About this exercise
Please restate, exactly as written, the lines running from the beginning of the material through the line that has "#[derive(Debug, Clone, Copy, Default, PartialEq, Eq)]" in it.

Records shown
##########

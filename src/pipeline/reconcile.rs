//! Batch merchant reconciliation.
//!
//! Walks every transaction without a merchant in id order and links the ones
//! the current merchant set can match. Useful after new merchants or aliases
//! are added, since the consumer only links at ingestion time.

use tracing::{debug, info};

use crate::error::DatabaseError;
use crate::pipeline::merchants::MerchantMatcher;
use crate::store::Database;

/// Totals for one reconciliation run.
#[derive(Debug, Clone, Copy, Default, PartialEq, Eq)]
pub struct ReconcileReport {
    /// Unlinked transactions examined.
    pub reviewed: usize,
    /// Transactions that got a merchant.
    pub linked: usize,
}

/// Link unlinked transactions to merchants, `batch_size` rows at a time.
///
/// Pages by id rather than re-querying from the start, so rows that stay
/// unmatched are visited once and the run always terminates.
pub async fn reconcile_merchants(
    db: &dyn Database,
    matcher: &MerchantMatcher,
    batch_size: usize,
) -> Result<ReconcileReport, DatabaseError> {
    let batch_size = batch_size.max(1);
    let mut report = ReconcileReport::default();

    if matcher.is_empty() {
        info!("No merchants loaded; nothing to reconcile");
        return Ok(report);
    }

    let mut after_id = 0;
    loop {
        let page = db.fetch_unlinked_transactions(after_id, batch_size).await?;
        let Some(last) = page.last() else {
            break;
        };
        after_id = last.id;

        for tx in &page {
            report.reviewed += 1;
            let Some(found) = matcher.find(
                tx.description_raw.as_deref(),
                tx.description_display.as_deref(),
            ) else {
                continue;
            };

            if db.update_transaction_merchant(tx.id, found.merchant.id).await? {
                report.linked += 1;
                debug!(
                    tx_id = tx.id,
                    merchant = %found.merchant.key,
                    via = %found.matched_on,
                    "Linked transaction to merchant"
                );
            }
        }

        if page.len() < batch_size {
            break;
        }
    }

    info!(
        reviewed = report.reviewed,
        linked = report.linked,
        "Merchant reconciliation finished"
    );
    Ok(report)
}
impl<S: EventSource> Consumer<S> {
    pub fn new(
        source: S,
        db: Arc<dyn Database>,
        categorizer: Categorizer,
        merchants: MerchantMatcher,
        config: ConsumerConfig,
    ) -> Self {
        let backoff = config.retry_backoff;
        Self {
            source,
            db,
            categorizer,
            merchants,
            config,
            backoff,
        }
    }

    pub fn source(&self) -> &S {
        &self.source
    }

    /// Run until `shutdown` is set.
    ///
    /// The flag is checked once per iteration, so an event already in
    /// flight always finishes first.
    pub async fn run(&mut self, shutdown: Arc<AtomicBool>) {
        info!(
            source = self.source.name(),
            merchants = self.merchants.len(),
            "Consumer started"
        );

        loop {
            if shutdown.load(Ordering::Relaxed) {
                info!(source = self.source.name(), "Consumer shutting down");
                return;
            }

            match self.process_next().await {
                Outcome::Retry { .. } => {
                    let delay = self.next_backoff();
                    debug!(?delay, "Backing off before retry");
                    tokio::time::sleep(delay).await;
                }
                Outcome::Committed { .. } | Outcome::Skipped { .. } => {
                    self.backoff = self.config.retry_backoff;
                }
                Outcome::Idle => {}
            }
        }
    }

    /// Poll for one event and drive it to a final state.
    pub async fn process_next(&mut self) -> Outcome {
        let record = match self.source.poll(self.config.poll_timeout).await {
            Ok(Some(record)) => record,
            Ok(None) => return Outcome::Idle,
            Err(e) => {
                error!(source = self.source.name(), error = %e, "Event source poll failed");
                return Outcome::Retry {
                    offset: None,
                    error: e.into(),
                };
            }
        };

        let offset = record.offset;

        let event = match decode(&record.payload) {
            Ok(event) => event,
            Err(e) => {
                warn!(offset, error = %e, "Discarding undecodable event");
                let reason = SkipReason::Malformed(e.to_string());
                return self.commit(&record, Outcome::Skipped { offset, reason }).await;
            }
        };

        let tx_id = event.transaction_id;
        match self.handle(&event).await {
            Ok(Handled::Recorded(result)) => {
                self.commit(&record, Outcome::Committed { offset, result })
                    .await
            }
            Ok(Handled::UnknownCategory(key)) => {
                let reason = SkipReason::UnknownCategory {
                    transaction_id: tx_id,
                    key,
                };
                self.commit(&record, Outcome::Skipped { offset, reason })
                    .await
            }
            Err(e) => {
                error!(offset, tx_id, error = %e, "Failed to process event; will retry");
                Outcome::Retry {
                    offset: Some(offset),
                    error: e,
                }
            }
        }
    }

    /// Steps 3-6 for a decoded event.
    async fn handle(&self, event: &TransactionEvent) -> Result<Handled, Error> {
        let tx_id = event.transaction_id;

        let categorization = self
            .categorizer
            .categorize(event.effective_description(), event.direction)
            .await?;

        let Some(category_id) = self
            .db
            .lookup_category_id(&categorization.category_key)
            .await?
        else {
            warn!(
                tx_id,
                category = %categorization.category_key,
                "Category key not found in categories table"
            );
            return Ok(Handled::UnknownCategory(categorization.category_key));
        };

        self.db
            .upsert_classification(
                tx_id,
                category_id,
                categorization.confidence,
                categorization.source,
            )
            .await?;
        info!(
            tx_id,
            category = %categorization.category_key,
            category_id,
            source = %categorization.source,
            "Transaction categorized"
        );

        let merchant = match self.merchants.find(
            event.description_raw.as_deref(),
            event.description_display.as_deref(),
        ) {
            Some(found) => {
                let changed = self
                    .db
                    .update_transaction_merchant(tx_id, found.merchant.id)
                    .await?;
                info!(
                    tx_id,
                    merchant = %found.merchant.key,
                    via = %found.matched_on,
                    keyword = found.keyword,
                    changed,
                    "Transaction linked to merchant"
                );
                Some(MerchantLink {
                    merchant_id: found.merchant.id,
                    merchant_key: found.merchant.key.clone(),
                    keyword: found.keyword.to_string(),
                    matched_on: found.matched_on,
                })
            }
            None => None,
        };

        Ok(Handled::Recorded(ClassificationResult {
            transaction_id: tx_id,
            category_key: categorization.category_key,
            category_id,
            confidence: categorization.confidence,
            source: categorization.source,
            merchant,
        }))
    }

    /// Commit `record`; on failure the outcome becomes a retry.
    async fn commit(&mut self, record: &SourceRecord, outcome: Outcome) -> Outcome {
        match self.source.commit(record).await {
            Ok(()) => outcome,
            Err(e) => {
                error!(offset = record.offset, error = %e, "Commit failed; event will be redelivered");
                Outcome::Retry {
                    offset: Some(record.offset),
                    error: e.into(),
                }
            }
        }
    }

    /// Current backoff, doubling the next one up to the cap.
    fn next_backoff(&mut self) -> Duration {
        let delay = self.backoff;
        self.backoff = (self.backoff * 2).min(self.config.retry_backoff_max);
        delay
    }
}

##########

Output for this task
filename src/pipeline/reconcile.rs
//! Batch merchant reconciliation.
//!
//! Walks every transaction without a merchant in id order and links the ones
//! the current merchant set can match. Useful after new merchants or aliases
//! are added, since the consumer only links at ingestion time.

use tracing::{debug, info};

use crate::error::DatabaseError;
use crate::pipeline::merchants::MerchantMatcher;
use crate::store::Database;

/// Totals for one reconciliation run.
#[derive(Debug, Clone, Copy, Default, PartialEq, Eq)]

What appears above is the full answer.